Your instructions> Scan the entries for lines with the word "derive", then copy those lines.

Records for this task>
──────────

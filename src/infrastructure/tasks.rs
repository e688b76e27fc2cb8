//! Deferred-task execution contract
//!
//! Registers the work-submission channel against the configured broker and
//! result store. The executor itself is an external collaborator; this
//! module only fixes the contract: JSON-only envelopes, UTC timestamps,
//! soft/hard execution ceilings, worker recycling, and round-robin prefetch.
//! Submission is fire-and-forget - the request path never blocks on a task
//! and task failures never propagate back into it.

use std::fmt;
use std::time::Duration;

use chrono::{DateTime, Utc};
use redis::AsyncCommands;
use serde::{Deserialize, Serialize};
use serde_json::Value;
use thiserror::Error;
use tracing::{debug, warn};
use uuid::Uuid;

use crate::config::TaskQueueSettings;

/// Broker list the submission channel pushes envelopes onto.
pub const TASK_QUEUE_KEY: &str = "claimiq:tasks";

#[derive(Debug, Error)]
pub enum TaskQueueError {
    #[error(
        "task soft time limit ({soft_secs}s) must be strictly less than the hard limit ({hard_secs}s)"
    )]
    SoftCeilingNotBelowHard { soft_secs: u64, hard_secs: u64 },

    #[error("invalid task broker URL: {0}")]
    Broker(String),

    #[error("invalid task result-backend URL: {0}")]
    ResultBackend(String),
}

/// Per-task execution limits and worker lifecycle policy.
#[derive(Debug, Clone, Serialize)]
pub struct TaskExecutionPolicy {
    /// Running tasks are signaled to wind down after this long.
    pub soft_time_limit: Duration,
    /// Tasks still running this long after start are forcibly terminated and
    /// recorded as failed.
    pub hard_time_limit: Duration,
    /// Worker processes are recycled after this many completed tasks to
    /// bound memory growth.
    pub max_tasks_per_worker: u32,
    /// One unacknowledged task per worker: strict round-robin fairness
    /// instead of greedy batching.
    pub prefetch_count: u16,
}

impl Default for TaskExecutionPolicy {
    fn default() -> Self {
        Self {
            soft_time_limit: Duration::from_secs(25 * 60),
            hard_time_limit: Duration::from_secs(30 * 60),
            max_tasks_per_worker: 100,
            prefetch_count: 1,
        }
    }
}

impl TaskExecutionPolicy {
    pub fn validate(&self) -> Result<(), TaskQueueError> {
        if self.soft_time_limit >= self.hard_time_limit {
            return Err(TaskQueueError::SoftCeilingNotBelowHard {
                soft_secs: self.soft_time_limit.as_secs(),
                hard_secs: self.hard_time_limit.as_secs(),
            });
        }
        Ok(())
    }
}

/// Identifier assigned to a submitted task.
#[derive(Debug, Clone, Copy, PartialEq, Eq, Serialize, Deserialize)]
pub struct TaskId(pub Uuid);

impl fmt::Display for TaskId {
    fn fmt(&self, f: &mut fmt::Formatter<'_>) -> fmt::Result {
        write!(f, "{}", self.0)
    }
}

/// The JSON envelope pushed to the broker. Timestamps are UTC; the execution
/// limits travel with the task so the executor enforces the same ceilings
/// the submitter registered.
#[derive(Debug, Clone, Serialize, Deserialize)]
pub struct TaskEnvelope {
    pub id: TaskId,
    pub task: String,
    pub payload: Value,
    pub enqueued_at: DateTime<Utc>,
    pub soft_time_limit_secs: u64,
    pub hard_time_limit_secs: u64,
}

/// Work-submission channel to the out-of-process task executor.
pub struct TaskQueue {
    broker: redis::Client,
    result_backend: redis::Client,
    policy: TaskExecutionPolicy,
}

impl fmt::Debug for TaskQueue {
    fn fmt(&self, f: &mut fmt::Formatter<'_>) -> fmt::Result {
        f.debug_struct("TaskQueue")
            .field("policy", &self.policy)
            .finish()
    }
}

impl TaskQueue {
    /// Wires the broker and result-store endpoints. Validates the execution
    /// policy but opens no connection; the first submission does.
    pub fn new(
        settings: &TaskQueueSettings,
        policy: TaskExecutionPolicy,
    ) -> Result<Self, TaskQueueError> {
        policy.validate()?;

        let broker = redis::Client::open(settings.broker_url.as_str())
            .map_err(|e| TaskQueueError::Broker(e.to_string()))?;
        let result_backend = redis::Client::open(settings.result_backend_url.as_str())
            .map_err(|e| TaskQueueError::ResultBackend(e.to_string()))?;

        Ok(Self {
            broker,
            result_backend,
            policy,
        })
    }

    pub fn policy(&self) -> &TaskExecutionPolicy {
        &self.policy
    }

    /// The result store the executor writes task outcomes to. The pipeline
    /// never reads it; it is registered here so both sides agree on one
    /// endpoint.
    pub fn result_backend(&self) -> &redis::Client {
        &self.result_backend
    }

    /// Submits a task and returns its identifier immediately. Delivery runs
    /// in the background; a broker outage is logged and dropped rather than
    /// surfaced to the caller.
    pub fn submit(&self, task: &str, payload: Value) -> TaskId {
        let envelope = TaskEnvelope {
            id: TaskId(Uuid::new_v4()),
            task: task.to_string(),
            payload,
            enqueued_at: Utc::now(),
            soft_time_limit_secs: self.policy.soft_time_limit.as_secs(),
            hard_time_limit_secs: self.policy.hard_time_limit.as_secs(),
        };
        let id = envelope.id;
        let broker = self.broker.clone();

        tokio::spawn(async move {
            match serde_json::to_string(&envelope) {
                Ok(body) => {
                    if let Err(e) = push(broker, body).await {
                        warn!(task_id = %envelope.id, error = %e, "Task submission failed");
                    } else {
                        debug!(task_id = %envelope.id, task = %envelope.task, "Task submitted");
                    }
                }
                Err(e) => warn!(task_id = %envelope.id, error = %e, "Task envelope not serializable"),
            }
        });

        id
    }
}

async fn push(broker: redis::Client, body: String) -> Result<(), redis::RedisError> {
    let mut connection = broker.get_multiplexed_async_connection().await?;
    let _: () = connection.lpush(TASK_QUEUE_KEY, body).await?;
    Ok(())
}

#[cfg(test)]
mod tests {
    use super::*;
    use crate::config::TaskQueueSettings;
    use url::Url;

    fn settings() -> TaskQueueSettings {
        TaskQueueSettings {
            broker_url: Url::parse("redis://127.0.0.1:1/0").unwrap(),
            result_backend_url: Url::parse("redis://127.0.0.1:1/0").unwrap(),
        }
    }

    #[test]
    fn test_default_policy_is_valid() {
        let policy = TaskExecutionPolicy::default();

        assert!(policy.validate().is_ok());
        assert_eq!(policy.soft_time_limit, Duration::from_secs(25 * 60));
        assert_eq!(policy.hard_time_limit, Duration::from_secs(30 * 60));
        assert_eq!(policy.max_tasks_per_worker, 100);
        assert_eq!(policy.prefetch_count, 1);
    }

    #[test]
    fn test_soft_ceiling_must_be_below_hard() {
        let policy = TaskExecutionPolicy {
            soft_time_limit: Duration::from_secs(30 * 60),
            hard_time_limit: Duration::from_secs(30 * 60),
            ..TaskExecutionPolicy::default()
        };

        assert!(matches!(
            policy.validate(),
            Err(TaskQueueError::SoftCeilingNotBelowHard { .. })
        ));
    }

    #[test]
    fn test_invalid_policy_rejected_at_registration() {
        let policy = TaskExecutionPolicy {
            soft_time_limit: Duration::from_secs(31 * 60),
            ..TaskExecutionPolicy::default()
        };

        assert!(TaskQueue::new(&settings(), policy).is_err());
    }

    #[test]
    fn test_submit_is_fire_and_forget() {
        // The broker endpoint is unreachable; submission must still return
        // an ID immediately without surfacing an error.
        tokio_test::block_on(async {
            let queue = TaskQueue::new(&settings(), TaskExecutionPolicy::default()).unwrap();
            let id = queue.submit("claims.recalculate", serde_json::json!({"claim_id": 7}));

            assert!(!id.to_string().is_empty());
        });
    }

    #[test]
    fn test_envelope_is_json_with_utc_timestamp_and_limits() {
        let envelope = TaskEnvelope {
            id: TaskId(Uuid::nil()),
            task: "claims.recalculate".to_string(),
            payload: serde_json::json!({"claim_id": 7}),
            enqueued_at: Utc::now(),
            soft_time_limit_secs: 25 * 60,
            hard_time_limit_secs: 30 * 60,
        };

        let json = serde_json::to_string(&envelope).unwrap();
        assert!(json.contains("\"task\":\"claims.recalculate\""));
        assert!(json.contains("\"soft_time_limit_secs\":1500"));
        assert!(json.contains("\"hard_time_limit_secs\":1800"));

        let parsed: TaskEnvelope = serde_json::from_str(&json).unwrap();
        assert_eq!(parsed.enqueued_at.timezone(), Utc);
    }
}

──────────

Solution for this exercise>
#[derive(Debug, Error)]
#[derive(Debug, Clone, Serialize)]
#[derive(Debug, Clone, Copy, PartialEq, Eq, Serialize, Deserialize)]
#[derive(Debug, Clone, Serialize, Deserialize)]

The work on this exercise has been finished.